In [None]:
import numpy as np
import pandas as pd 
import matplotlib.pyplot as plt
# Importing data-set of alphabets from kaggle. In this dataset there are 372037 samples of images of size 28*28 each.
data = pd.read_csv("../input/handwritten_data_785.csv", encoding = 'utf8')

In the data frame the first columns is the target values. Since we are predicting alphabets, it has 26 values ranging from 0 to 25. Each of the number relates to its corresponding alphabets. For example, 0 would be A, 1 would be B, and so on. 

Each row corresponds to an image, since the image pixel is 28 x 28, we have 28*28 = 784 numbers which is number of columns in each row.
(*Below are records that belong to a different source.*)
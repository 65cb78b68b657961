//! Owned pixel storage.
//!
//! Provides the [`Renderer`] struct which owns the color buffer, clears it
//! between frames and hands out [`FrameBuffer`] views for rasterization.

use super::framebuffer::FrameBuffer;
use crate::colors::{self, Color};

pub struct Renderer {
    color_buffer: Vec<u32>,
    width: u32,
    height: u32,
}

impl Renderer {
    pub fn new(width: u32, height: u32) -> Self {
        let size = (width * height) as usize;
        Self {
            color_buffer: vec![colors::BACKGROUND.to_argb(); size],
            width,
            height,
        }
    }

    pub fn clear(&mut self, color: Color) {
        self.color_buffer.fill(color.to_argb());
    }

    /// Color at (x, y), or None if out of bounds.
    pub fn pixel(&self, x: u32, y: u32) -> Option<Color> {
        if x < self.width && y < self.height {
            Some(Color::from_argb(
                self.color_buffer[(y * self.width + x) as usize],
            ))
        } else {
            None
        }
    }

    /// The frame as ARGB8888 bytes, ready for a streaming texture upload.
    pub fn as_bytes(&self) -> &[u8] {
        // SAFETY: u32 has no padding or invalid bit patterns, u8 has alignment
        // 1, and the length covers exactly the same allocation.
        unsafe {
            std::slice::from_raw_parts(
                self.color_buffer.as_ptr() as *const u8,
                self.color_buffer.len() * 4,
            )
        }
    }

    /// Copies the frame into an RGB image for saving to disk.
    pub fn to_image(&self) -> image::RgbImage {
        image::RgbImage::from_fn(self.width, self.height, |x, y| {
            let c = Color::from_argb(self.color_buffer[(y * self.width + x) as usize]);
            image::Rgb([c.r, c.g, c.b])
        })
    }

    /// Get a mutable FrameBuffer view into the color buffer.
    pub fn as_framebuffer(&mut self) -> FrameBuffer<'_> {
        FrameBuffer::new(&mut self.color_buffer, self.width, self.height)
    }
}
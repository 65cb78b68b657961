//! A minimal CPU software renderer for static cuboids.
//!
//! A free-flying camera looks at a flat list of axis-aligned cuboids. Each
//! frame every vertex is moved into camera space and perspective-projected,
//! faces with a corner on screen are kept, scored by the squared distance of
//! their centroid, and painted far-to-near. There is no depth buffer, no
//! clipping and no lighting. SDL2 is used only for the window, input and
//! presenting the finished color buffer.
//!
//! # Quick Start
//!
//! ```ignore
//! use cuboid_painter::prelude::*;
//!
//! let config = RenderConfig::default();
//! let mut session = Session::new(&config);
//! let mut engine = Engine::new(&config);
//! let stats = engine.render_frame(&session);
//! ```

// Public API - exposed to library consumers
pub mod camera;
pub mod colors;
pub mod config;
pub mod cuboid;
pub mod engine;
pub mod math;
pub mod projection;
pub mod render;
pub mod sorting;
pub mod visibility;
pub mod window;

// Re-export commonly needed types at crate root for convenience
pub use camera::{Camera, KeyState};
pub use config::RenderConfig;
pub use engine::{Engine, FrameStats, Session};
pub use projection::Projection;

/// Prelude module for convenient imports.
///
/// # Example
/// ```ignore
/// use cuboid_painter::prelude::*;
/// ```
pub mod prelude {
    // Camera
    pub use crate::camera::{Camera, KeyState};

    // Scene
    pub use crate::colors::Color;
    pub use crate::config::RenderConfig;
    pub use crate::cuboid::Cuboid;

    // Pipeline
    pub use crate::engine::{Engine, FrameStats, Session};
    pub use crate::projection::{Projected, Projection};
    pub use crate::visibility::VisibleFace;

    // Math
    pub use crate::math::{ScreenPoint, Vec3};

    // Rendering
    pub use crate::render::{PolygonRasterizer, RasterError, ScanlineRasterizer};

    // Window & Input
    pub use crate::window::{FrameLimiter, InputState, QuitReason, Window};
}
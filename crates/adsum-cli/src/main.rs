use anyhow::{Context, Result};
use clap::{Parser, Subcommand};
use std::path::PathBuf;

#[zbus::proxy(
    interface = "org.adsum.Kiosk1",
    default_service = "org.adsum.Kiosk1",
    default_path = "/org/adsum/Kiosk1"
)]
trait Kiosk {
    async fn recognize(&self, image: &[u8]) -> zbus::Result<String>;
    async fn enroll(&self, employee_id: i64, image: &[u8]) -> zbus::Result<String>;
    async fn list_faces(&self, employee_id: i64) -> zbus::Result<String>;
    async fn remove_face(&self, employee_id: i64, face_id: i64) -> zbus::Result<bool>;
    async fn sweep_absences(&self, date: &str) -> zbus::Result<String>;
    async fn today_schedule(&self, date: &str) -> zbus::Result<String>;
    async fn refresh_index(&self) -> zbus::Result<u32>;
    async fn status(&self) -> zbus::Result<String>;
}

#[derive(Parser)]
#[command(name = "adsum", about = "Adsum attendance kiosk CLI")]
struct Cli {
    #[command(subcommand)]
    command: Commands,
}

#[derive(Subcommand)]
enum Commands {
    /// Recognize a face image and apply check-in/check-out
    Recognize {
        /// Path to a JPEG/PNG image
        image: PathBuf,
    },
    /// Enroll a face image for an employee
    Enroll {
        /// Employee id
        #[arg(short, long)]
        employee: i64,
        /// Path to a JPEG/PNG image
        image: PathBuf,
    },
    /// List enrolled faces for an employee
    Faces {
        /// Employee id
        employee: i64,
    },
    /// Remove an enrolled face
    RemoveFace {
        /// Employee id
        employee: i64,
        /// Face id
        face: i64,
    },
    /// Run the absence sweep (date defaults to today)
    Sweep {
        /// Date as YYYY-MM-DD
        date: Option<String>,
    },
    /// Show the effective schedule (date defaults to today)
    Schedule {
        /// Date as YYYY-MM-DD
        date: Option<String>,
    },
    /// Rebuild the daemon's matching index
    RefreshIndex,
    /// Show daemon status
    Status,
}

/// Re-indent a JSON reply for the terminal; fall back to raw text.
fn print_json(raw: &str) {
    match serde_json::from_str::<serde_json::Value>(raw) {
        Ok(value) => println!(
            "{}",
            serde_json::to_string_pretty(&value).unwrap_or_else(|_| raw.to_string())
        ),
        Err(_) => println!("{raw}"),
    }
}

fn read_image(path: &PathBuf) -> Result<Vec<u8>> {
    std::fs::read(path).with_context(|| format!("reading {}", path.display()))
}

#[tokio::main]
async fn main() -> Result<()> {
    tracing_subscriber::fmt()
        .with_env_filter(tracing_subscriber::EnvFilter::from_default_env())
        .init();

    let cli = Cli::parse();

    let connection = zbus::Connection::session()
        .await
        .context("connecting to the session bus")?;
    let kiosk = KioskProxy::new(&connection)
        .await
        .context("connecting to adsumd — is the daemon running?")?;

    match cli.command {
        Commands::Recognize { image } => {
            let bytes = read_image(&image)?;
            print_json(&kiosk.recognize(&bytes).await?);
        }
        Commands::Enroll { employee, image } => {
            let bytes = read_image(&image)?;
            print_json(&kiosk.enroll(employee, &bytes).await?);
        }
        Commands::Faces { employee } => {
            print_json(&kiosk.list_faces(employee).await?);
        }
        Commands::RemoveFace { employee, face } => {
            if kiosk.remove_face(employee, face).await? {
                println!("Face {face} removed");
            } else {
                println!("Face {face} not found for employee {employee}");
            }
        }
        Commands::Sweep { date } => {
            print_json(&kiosk.sweep_absences(date.as_deref().unwrap_or("")).await?);
        }
        Commands::Schedule { date } => {
            print_json(&kiosk.today_schedule(date.as_deref().unwrap_or("")).await?);
        }
        Commands::RefreshIndex => {
            let loaded = kiosk.refresh_index().await?;
            println!("Index rebuilt: {loaded} embeddings");
        }
        Commands::Status => {
            print_json(&kiosk.status().await?);
        }
    }

    Ok(())
}
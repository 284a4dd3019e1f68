//! adsum-face — Face detection and embedding extraction.
//!
//! A lightweight single-face detector picks the best face in a kiosk
//! snapshot; an embedding model turns the aligned crop into a
//! 128-dimensional vector. Both run on CPU via ONNX Runtime.

pub mod detector;
pub mod embedder;
pub mod extract;

pub use detector::{DetectedFace, FaceDetector};
pub use embedder::FaceEmbedder;
pub use extract::{AccuracyMode, ExtractError, Extractor, OnnxExtractor};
The reason each image is of 28*28 pixels is because doing computation on this resolution is relatively easy. More resolution means more computation time.

In [None]:
target = data.iloc[:,0].values.reshape(-1,1) # reshaping from a tensor to a matrix
features = data.iloc[:, 1:]

In [None]:
target.shape #labels

In [None]:
features.shape #images

In [None]:
# Visualizing dataset
import string
display_features = data.values[:, 1:]
display_labels = data.values[:,0]
nr_to_letter = {k:v.upper() for k,v in enumerate(list(string.ascii_lowercase))}
display_features = display_features.reshape(len(display_features), 28, 28)
plt.title('Alphabet '+ nr_to_letter[display_labels[4]])
plt.imshow(display_features[4])

The model below is a simple neural network that uses 3 hidden layers softmax regression.

In [None]:
# Using keras which is a neural network library for python
from sklearn.model_selection import train_test_split
from keras.models import Sequential
from keras.layers import Dense
from keras.models import Model

In [None]:
# Splitting into training and testing
X_train, X_test, y_train, y_test = train_test_split(features, target, test_size=0.3, random_state=42)
X_train = X_train.astype('float32')
X_test = X_test.astype('float32')
X_train /= 255 #removing rgb channels i.e. converting into b & w
X_test /= 255
print(X_train.shape)
print(X_test.shape)
print(y_train.shape)
print(y_test.shape)
inputs = X_train.shape[1]
print(inputs)

In [None]:
#Building the model
def logit_model(inputs): #inputs are size of image 
    model = Sequential()
    model.add(Dense(512, activation='relu', input_dim= 28*28)) # Hidden layer 1
    model.add(Dense(256, activation='relu', input_dim=512)) # Hidden layer 2: Hidden layer 1's nodes are forwaded to this hidden layer 2 as inputs
    model.add(Dense(128, activation='relu', input_dim=256)) # Hidden layer 3: Hidden layer 2's nodes are passed to hidden layer 3 as inputs
    model.add(Dense(26, activation='softmax', input_dim=128)) # Output layer : the number of nodes here will be 26 as we have 26 classes for alphabets
    return model                                                            # and the number of nodes in hidden layer 3 are passed as inputs for output layer

**Input Layer:**
Only one layer is input layer. The input layer is specified as a parameter to the first Dense object's constructor which in our case is 28x28 = 784. In case we had 100x100 images input_dim would have been 10,000.

**Hidden Layer:**
The number of layers and nodes in hidden layer again are not fixed. You start with few and gradually increase both until you reach a capped accuracy.

**Output Layer:**
Same as input, output has only one layer and number of nodes here are dependant on the problem for our case it is 26 as we have 26 classes.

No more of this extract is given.